My dad was taking Coumadin for a blood thinner for awhile and when he was tested, they found out he had low levels of Vitamin K.

He gets his blood tested often while he is taking the blood thinner, so this is something they can spot easily with him.

His doctor told him he could get more Vitamin K with vegetables, or could add a supplement to his diet.

It is easy to buy Vitamin K at just about any health food store or any place that sells vitamins. It is not very expensive and I think this is the easiest way to make sure you have adequate amounts of this vitamin.

By SarahSon — On May 04, 2012

I don't like a lot of the Vitamin K sources when it comes to the recommended foods. There aren't very many green, leafy vegetables that I eat on a regular basis.

Even though I know these vegetables are good for me, I have a hard time eating them. That is why I depend on a daily vitamin to make up for some of the nutrients I don't get in my food.

Hopefully I am getting enough of the Vitamin K my body needs. I haven't had any problems that are mentioned when someone has a deficiency in this vitamin.

Can a simple blood test determine if someone has adequate amounts of Vitamin K?

By John57 — On May 04, 2012

Most people think someone has osteoporosis because of a deficiency in calcium. It is also important to make sure you have sufficient Vitamin K.

The calcium supplement I take has a Vitamin K dosage of 50% of the recommended daily allowance, along with extra calcium. I also have magnesium in this supplement to help absorb the calcium.

Vitamin K seems to be one of those vitamins that you don't hear much about, but it can cause problems if you don't get enough of it.

Because many people don't eat enough foods that contain this vitamin, it is easy to get what you need by taking a supplement.

By ddljohn — On May 04, 2012
Blood thinners don't only cause a Vitamin K deficiency, but excessive (sometimes falsely high) Vitamin K levels too.

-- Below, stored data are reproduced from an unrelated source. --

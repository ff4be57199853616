//! Configuration management for the server.

use marketsync_engine::WritePolicy;
use std::env;
use std::str::FromStr;
use std::time::Duration;

/// Default Trendyol integration gateway.
pub const TRENDYOL_DEFAULT_BASE_URL: &str = "https://apigw.trendyol.com/integration";

/// Server configuration loaded from environment variables.
#[derive(Debug, Clone)]
pub struct Config {
    /// Server host address
    pub host: String,
    /// Server port
    pub port: u16,
    /// PostgreSQL connection URL. Without it the store lives in memory only.
    pub database_url: Option<String>,
    /// Outbound request timeout
    pub http_timeout: Duration,
    pub sync: SyncSettings,
    /// Trendyol credentials; `None` leaves the platform unregistered
    pub trendyol: Option<TrendyolConfig>,
}

/// Scheduler and reconciliation settings.
#[derive(Debug, Clone)]
pub struct SyncSettings {
    pub enabled: bool,
    pub interval: Duration,
    /// Delay before the first scheduled run
    pub warmup: Duration,
    pub write_policy: WritePolicy,
}

impl Default for SyncSettings {
    fn default() -> Self {
        Self {
            enabled: true,
            interval: Duration::from_secs(5 * 60),
            warmup: Duration::from_secs(30),
            write_policy: WritePolicy::AlwaysWrite,
        }
    }
}

/// Trendyol seller API access.
#[derive(Clone)]
pub struct TrendyolConfig {
    pub api_key: String,
    pub api_secret: String,
    pub supplier_id: String,
    pub base_url: String,
    pub page_size: u32,
    pub max_pages: u32,
    pub settlement_lookback_days: i64,
}

impl std::fmt::Debug for TrendyolConfig {
    fn fmt(&self, f: &mut std::fmt::Formatter<'_>) -> std::fmt::Result {
        f.debug_struct("TrendyolConfig")
            .field("supplier_id", &self.supplier_id)
            .field("base_url", &self.base_url)
            .field("page_size", &self.page_size)
            .field("max_pages", &self.max_pages)
            .field("settlement_lookback_days", &self.settlement_lookback_days)
            .finish_non_exhaustive()
    }
}

impl TrendyolConfig {
    pub fn new(
        api_key: impl Into<String>,
        api_secret: impl Into<String>,
        supplier_id: impl Into<String>,
    ) -> Self {
        Self {
            api_key: api_key.into(),
            api_secret: api_secret.into(),
            supplier_id: supplier_id.into(),
            base_url: TRENDYOL_DEFAULT_BASE_URL.to_string(),
            page_size: 200,
            max_pages: 100,
            settlement_lookback_days: 14,
        }
    }
}

impl Config {
    /// Load configuration from environment variables.
    pub fn from_env() -> Result<Self, ConfigError> {
        Self::from_lookup(|name| env::var(name).ok())
    }

    /// Load configuration from any variable source.
    pub fn from_lookup<F>(lookup: F) -> Result<Self, ConfigError>
    where
        F: Fn(&str) -> Option<String>,
    {
        let var = |name: &str| lookup(name).filter(|v| !v.trim().is_empty());

        let host = var("HOST").unwrap_or_else(|| "0.0.0.0".to_string());

        let port = var("PORT")
            .unwrap_or_else(|| "3000".to_string())
            .parse()
            .map_err(|_| ConfigError::InvalidPort)?;

        let database_url = var("DATABASE_URL");

        let http_timeout =
            Duration::from_secs(parse_or("HTTP_TIMEOUT_SECS", var("HTTP_TIMEOUT_SECS"), 30)?);

        let defaults = SyncSettings::default();
        let sync = SyncSettings {
            enabled: parse_bool("SYNC_ENABLED", var("SYNC_ENABLED"), defaults.enabled)?,
            interval: Duration::from_secs(
                60 * parse_or::<u64>("SYNC_INTERVAL_MINUTES", var("SYNC_INTERVAL_MINUTES"), 5)?,
            ),
            warmup: Duration::from_secs(parse_or("SYNC_WARMUP_SECS", var("SYNC_WARMUP_SECS"), 30)?),
            write_policy: match var("SYNC_WRITE_POLICY").as_deref() {
                None | Some("always") => WritePolicy::AlwaysWrite,
                Some("on-change") => WritePolicy::OnChange,
                Some(other) => {
                    return Err(ConfigError::InvalidValue {
                        name: "SYNC_WRITE_POLICY",
                        value: other.to_string(),
                    })
                }
            },
        };
        if sync.interval.is_zero() {
            return Err(ConfigError::InvalidValue {
                name: "SYNC_INTERVAL_MINUTES",
                value: "0".to_string(),
            });
        }

        let trendyol = match (
            var("TRENDYOL_API_KEY"),
            var("TRENDYOL_API_SECRET"),
            var("TRENDYOL_SUPPLIER_ID"),
        ) {
            (None, None, None) => None,
            (Some(key), Some(secret), Some(supplier)) => {
                let mut trendyol = TrendyolConfig::new(key, secret, supplier);
                if let Some(url) = var("TRENDYOL_BASE_URL") {
                    trendyol.base_url = url;
                }
                trendyol.page_size =
                    parse_or("TRENDYOL_PAGE_SIZE", var("TRENDYOL_PAGE_SIZE"), 200)?;
                trendyol.max_pages =
                    parse_or("TRENDYOL_MAX_PAGES", var("TRENDYOL_MAX_PAGES"), 100)?;
                trendyol.settlement_lookback_days = parse_or(
                    "TRENDYOL_SETTLEMENT_LOOKBACK_DAYS",
                    var("TRENDYOL_SETTLEMENT_LOOKBACK_DAYS"),
                    14,
                )?;
                Some(trendyol)
            }
            (key, secret, supplier) => {
                let missing = [
                    ("TRENDYOL_API_KEY", key.is_none()),
                    ("TRENDYOL_API_SECRET", secret.is_none()),
                    ("TRENDYOL_SUPPLIER_ID", supplier.is_none()),
                ]
                .into_iter()
                .filter(|(_, absent)| *absent)
                .map(|(name, _)| name)
                .collect::<Vec<_>>()
                .join(", ");
                return Err(ConfigError::IncompleteCredentials { missing });
            }
        };

        Ok(Self {
            host,
            port,
            database_url,
            http_timeout,
            sync,
            trendyol,
        })
    }
}

fn parse_or<T: FromStr>(
    name: &'static str,
    raw: Option<String>,
    default: T,
) -> Result<T, ConfigError> {
    match raw {
        None => Ok(default),
        Some(value) => match value.trim().parse() {
            Ok(parsed) => Ok(parsed),
            Err(_) => Err(ConfigError::InvalidValue { name, value }),
        },
    }
}

fn parse_bool(name: &'static str, raw: Option<String>, default: bool) -> Result<bool, ConfigError> {
    let Some(value) = raw else {
        return Ok(default);
    };
    match value.trim().to_ascii_lowercase().as_str() {
        "1" | "true" | "yes" | "on" => Ok(true),
        "0" | "false" | "no" | "off" => Ok(false),
        _ => Err(ConfigError::InvalidValue { name, value }),
    }
}

/// Configuration errors.
#[derive(Debug, thiserror::Error)]
pub enum ConfigError {
    #[error("Invalid PORT value")]
    InvalidPort,

    #[error("Invalid {name} value: {value:?}")]
    InvalidValue { name: &'static str, value: String },

    #[error("Trendyol credentials are incomplete, missing: {missing}")]
    IncompleteCredentials { missing: String },
}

It happened to my sister. She was put on a blood thinner because of high blood pressure. A couple of months later, her blood tests showed super high Vitamin K levels. The doctor wasn't sure if this was a false result. Apparently that happens sometimes with blood thinners. So he switched her to another medication, not a blood thinner to see how her Vitamin K levels would change. Her levels went back to normal subsequently.

I thought I'd share it here in case there are others taking blood thinners. Oh and I believe taking Vitamin K supplements can do the same. They can cause excessive Vitamin K levels as well.

By SteamLouis — On May 03, 2012
A deficiency in Vitamin K results in excessive bruising?! That's really interesting to hear because just recently, I had a friend swear that Vitamin K does wonders for post-operation bruises.

Her husband had surgery recently and had multiple bruises in the area of operation. He used a Vitamin K cream and the bruises disappeared in less than a week. Apparently even his doctor was shocked to see how quickly they went away.

I don't have a Vitamin K deficiency but when I bruise, it takes literally months for the bruise to disappear. I still have one on my arm from over a month ago. I was a bit skeptical about Vitamin K cream when I heard about it. But after reading this article, I believe it!

By discographer — On May 02, 2012

@anon22123-- As far as I know there are three types: Vitamin K1, K2 and K3. But K1 and K2 are the most important for us. There also sub-groups in each category.

Vitamin K1 is said to be the most important because we need to get this from other sources, we can't produce it ourselves. Vitamin K2 is found in various meat products but it's also produced to some degree in our digestive tract.

I've never heard of a Vitamin K2 deficiency. Scientists are not even sure how much of this we need for bodily processes. And there aren't synthetic Vitamin K2 sources anyway (but there are food sourced supplements).

I believe there are synthetic forms of Vitamin K1 supplements available which is good because we need more Vitamin K1 than K2 or K3.

By anon22123 — On Nov 28, 2008

What is the difference between Vitamin K1 and Vitamin K2? Are there others?

By obsessedwithloopy — On Nov 27, 2008

About 100mcg of vitamin K is necessary daily, which is not difficult to achieve. One cup of raw spinach for example contains more then sufficient amount of vitamin K.